**Problem statement**
When a line in the listing below contains the word "bool", return a copy of that line.

§ §

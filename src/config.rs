use serde::{Deserialize, Serialize};
use std::env;
use tracing::warn;

pub const DEFAULT_MODEL_ID: &str = "us.anthropic.claude-3-5-sonnet-20241022-v2:0";
pub const DEFAULT_PROMPT: &str = "Explain recursion in simple steps.";
pub const PRIMARY_ORIGIN: &str = "https://smart-study-buddy-tnef.vercel.app";

#[derive(Debug, Clone, Serialize, Deserialize)]
pub struct Config {
    pub server: ServerConfig,
    pub inference: InferenceConfig,
    pub search: SearchConfig,
    pub cors: CorsConfig,
    pub request: RequestConfig,
}

#[derive(Debug, Clone, Serialize, Deserialize)]
pub struct ServerConfig {
    pub host: String,
    pub port: u16,
    pub workers: usize,
    pub max_json_payload_size: usize,
}

#[derive(Debug, Clone, Serialize, Deserialize)]
pub struct InferenceConfig {
    pub model_id: String,
    /// Operator routing override. Takes precedence over `model_id` when set.
    pub inference_profile_arn: Option<String>,
    pub region: String,
    pub endpoint: Option<String>,
    #[serde(skip_serializing)]
    pub api_key: Option<String>,
    pub max_tokens: u32,
    pub temperature: f32,
    pub timeout_secs: u64,
}

/// How inference requests are authenticated.
#[derive(Debug, Clone, Copy, PartialEq, Eq)]
pub enum InferenceBackend {
    ApiKey,
    CredentialChain,
}

#[derive(Debug, Clone, Copy, PartialEq, Eq, Serialize, Deserialize)]
#[serde(rename_all = "lowercase")]
pub enum WebSearchBackend {
    Tavily,
    None,
}

#[derive(Debug, Clone, Serialize, Deserialize)]
pub struct SearchConfig {
    pub provider: WebSearchBackend,
    #[serde(skip_serializing)]
    pub tavily_api_key: Option<String>,
    #[serde(skip_serializing)]
    pub news_api_key: Option<String>,
    pub tavily_url: String,
    pub news_url: String,
    pub web_max_results: usize,
    pub news_max_results: usize,
    pub web_timeout_secs: u64,
    pub news_timeout_secs: u64,
}

#[derive(Debug, Clone, Serialize, Deserialize)]
pub struct CorsConfig {
    pub allowed_origins: Vec<String>,
    pub wildcard_suffix: String,
    pub fallback_origin: String,
}

#[derive(Debug, Clone, Serialize, Deserialize)]
pub struct RequestConfig {
    /// Substitute `{}` for unparseable bodies and the default prompt for a
    /// missing question instead of answering 400.
    pub lenient_body: bool,
    pub default_prompt: String,
}

impl Default for Config {
    fn default() -> Self {
        Self {
            server: ServerConfig {
                host: "0.0.0.0".to_string(),
                port: 8080,
                workers: num_cpus::get(),
                max_json_payload_size: 65_536, // 64KB
            },
            inference: InferenceConfig {
                model_id: DEFAULT_MODEL_ID.to_string(),
                inference_profile_arn: None,
                region: "us-east-1".to_string(),
                endpoint: None,
                api_key: None,
                max_tokens: 1500,
                temperature: 0.7,
                timeout_secs: 60,
            },
            search: SearchConfig {
                provider: WebSearchBackend::Tavily,
                tavily_api_key: None,
                news_api_key: None,
                tavily_url: "https://api.tavily.com/search".to_string(),
                news_url: "https://newsapi.org/v2/everything".to_string(),
                web_max_results: 5,
                news_max_results: 3,
                web_timeout_secs: 20,
                news_timeout_secs: 10,
            },
            cors: CorsConfig {
                allowed_origins: vec![
                    "http://localhost:5173".to_string(),
                    "http://localhost:3000".to_string(),
                    "http://127.0.0.1:5173".to_string(),
                    PRIMARY_ORIGIN.to_string(),
                    "https://smart-study-buddy-lemon.vercel.app".to_string(),
                    "https://smart-study-buddy-tan.vercel.app".to_string(),
                ],
                wildcard_suffix: ".vercel.app".to_string(),
                fallback_origin: PRIMARY_ORIGIN.to_string(),
            },
            request: RequestConfig {
                lenient_body: false,
                default_prompt: DEFAULT_PROMPT.to_string(),
            },
        }
    }
}

impl InferenceConfig {
    pub fn selected_model(&self) -> &str {
        self.inference_profile_arn
            .as_deref()
            .filter(|arn| !arn.trim().is_empty())
            .unwrap_or(&self.model_id)
    }

    pub fn backend(&self) -> InferenceBackend {
        if self.api_key.is_some() || self.endpoint.is_some() {
            InferenceBackend::ApiKey
        } else {
            InferenceBackend::CredentialChain
        }
    }

    pub fn endpoint_url(&self) -> String {
        match &self.endpoint {
            Some(endpoint) => endpoint.trim_end_matches('/').to_string(),
            None => format!("https://bedrock-runtime.{}.amazonaws.com", self.region),
        }
    }
}

impl Config {
    pub fn from_env() -> anyhow::Result<Self> {
        dotenv::dotenv().ok();

        let mut config = Config::default();

        // Server configuration
        if let Ok(host) = env::var("HOST") {
            config.server.host = host;
        }
        if let Ok(port) = env::var("PORT") {
            config.server.port = port.parse()?;
        }
        if let Ok(workers) = env::var("WORKERS") {
            config.server.workers = workers.parse()?;
        }
        if let Ok(max_json_payload_size) = env::var("MAX_JSON_PAYLOAD_SIZE") {
            config.server.max_json_payload_size = max_json_payload_size.parse()?;
        }

        // Inference configuration
        if let Ok(model_id) = env::var("BEDROCK_MODEL_ID") {
            config.inference.model_id = model_id.trim().to_string();
        }
        config.inference.inference_profile_arn = non_blank("INFERENCE_PROFILE_ARN");
        if let Ok(region) = env::var("AWS_REGION") {
            config.inference.region = region.trim().to_string();
        }
        config.inference.endpoint = non_blank("BEDROCK_ENDPOINT");
        config.inference.api_key = non_blank("AWS_BEARER_TOKEN_BEDROCK");
        if let Ok(max_tokens) = env::var("MAX_TOKENS") {
            config.inference.max_tokens = max_tokens.parse()?;
        }
        if let Ok(temperature) = env::var("TEMPERATURE") {
            config.inference.temperature = temperature.parse()?;
        }
        if let Ok(timeout) = env::var("INFERENCE_TIMEOUT_SECS") {
            config.inference.timeout_secs = timeout.parse()?;
        }

        // Search configuration
        if let Ok(provider) = env::var("SEARCH_PROVIDER") {
            config.search.provider = parse_search_backend(&provider);
        }
        config.search.tavily_api_key = non_blank("TAVILY_API_KEY");
        config.search.news_api_key = non_blank("NEWS_API_KEY");
        if let Ok(web_max_results) = env::var("WEB_MAX_RESULTS") {
            config.search.web_max_results = web_max_results.parse()?;
        }
        if let Ok(news_max_results) = env::var("NEWS_MAX_RESULTS") {
            config.search.news_max_results = news_max_results.parse()?;
        }
        if let Ok(timeout) = env::var("WEB_TIMEOUT_SECS") {
            config.search.web_timeout_secs = timeout.parse()?;
        }
        if let Ok(timeout) = env::var("NEWS_TIMEOUT_SECS") {
            config.search.news_timeout_secs = timeout.parse()?;
        }

        // CORS configuration
        if let Ok(allowed_origins) = env::var("ALLOWED_ORIGINS") {
            config.cors.allowed_origins = allowed_origins
                .split(',')
                .map(|s| s.trim().to_string())
                .filter(|s| !s.is_empty())
                .collect();
        }
        if let Ok(suffix) = env::var("CORS_WILDCARD_SUFFIX") {
            config.cors.wildcard_suffix = suffix.trim().to_string();
        }
        if let Some(fallback) = non_blank("CORS_FALLBACK_ORIGIN") {
            config.cors.fallback_origin = fallback;
        }

        // Request handling
        if let Ok(lenient) = env::var("LENIENT_BODY") {
            config.request.lenient_body = parse_flag("LENIENT_BODY", &lenient);
        }
        if let Some(prompt) = non_blank("DEFAULT_PROMPT") {
            config.request.default_prompt = prompt;
        }

        Ok(config)
    }
}

fn non_blank(key: &str) -> Option<String> {
    env::var(key)
        .ok()
        .map(|value| value.trim().to_string())
        .filter(|value| !value.is_empty())
}

fn parse_search_backend(value: &str) -> WebSearchBackend {
    match value.trim().to_lowercase().as_str() {
        "tavily" => WebSearchBackend::Tavily,
        "none" | "" => WebSearchBackend::None,
        other => {
            warn!("Unsupported SEARCH_PROVIDER '{}', web search disabled", other);
            WebSearchBackend::None
        }
    }
}

fn parse_flag(key: &str, value: &str) -> bool {
    match value.trim().to_lowercase().as_str() {
        "1" | "true" | "yes" | "on" => true,
        "0" | "false" | "no" | "off" | "" => false,
        other => {
            warn!("Unrecognised value '{}' for {}, treating as false", other, key);
            false
        }
    }
}

#[cfg(test)]
mod tests {
    use super::*;
    use rstest::rstest;

    #[test]
    fn profile_arn_overrides_pinned_model() {
        let mut inference = Config::default().inference;
        assert_eq!(inference.selected_model(), DEFAULT_MODEL_ID);

        inference.inference_profile_arn =
            Some("arn:aws:bedrock:us-east-1:123456789012:inference-profile/demo".to_string());
        assert_eq!(
            inference.selected_model(),
            "arn:aws:bedrock:us-east-1:123456789012:inference-profile/demo"
        );

        inference.inference_profile_arn = Some("   ".to_string());
        assert_eq!(inference.selected_model(), DEFAULT_MODEL_ID);
    }

    #[test]
    fn endpoint_defaults_to_regional_runtime() {
        let mut inference = Config::default().inference;
        assert_eq!(
            inference.endpoint_url(),
            "https://bedrock-runtime.us-east-1.amazonaws.com"
        );

        inference.endpoint = Some("http://localhost:4000/".to_string());
        assert_eq!(inference.endpoint_url(), "http://localhost:4000");
    }

    #[test]
    fn api_key_or_custom_endpoint_selects_bearer_transport() {
        let mut inference = Config::default().inference;
        assert_eq!(inference.backend(), InferenceBackend::CredentialChain);

        inference.api_key = Some("key".to_string());
        assert_eq!(inference.backend(), InferenceBackend::ApiKey);

        inference.api_key = None;
        inference.endpoint = Some("http://localhost:4000".to_string());
        assert_eq!(inference.backend(), InferenceBackend::ApiKey);
    }

    #[rstest]
    #[case("tavily", WebSearchBackend::Tavily)]
    #[case(" Tavily ", WebSearchBackend::Tavily)]
    #[case("none", WebSearchBackend::None)]
    #[case("", WebSearchBackend::None)]
    #[case("bing", WebSearchBackend::None)]
    fn search_provider_parsing_never_fails(#[case] value: &str, #[case] expected: WebSearchBackend) {
        assert_eq!(parse_search_backend(value), expected);
    }

    #[rstest]
    #[case("1", true)]
    #[case("true", true)]
    #[case("YES", true)]
    #[case("on", true)]
    #[case("0", false)]
    #[case("false", false)]
    #[case("maybe", false)]
    fn lenient_flag_accepts_common_spellings(#[case] value: &str, #[case] expected: bool) {
        assert_eq!(parse_flag("LENIENT_BODY", value), expected);
    }
}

§ §

**Exercise answer**
    pub lenient_body: bool,
fn parse_flag(key: &str, value: &str) -> bool {
    fn lenient_flag_accepts_common_spellings(#[case] value: &str, #[case] expected: bool) {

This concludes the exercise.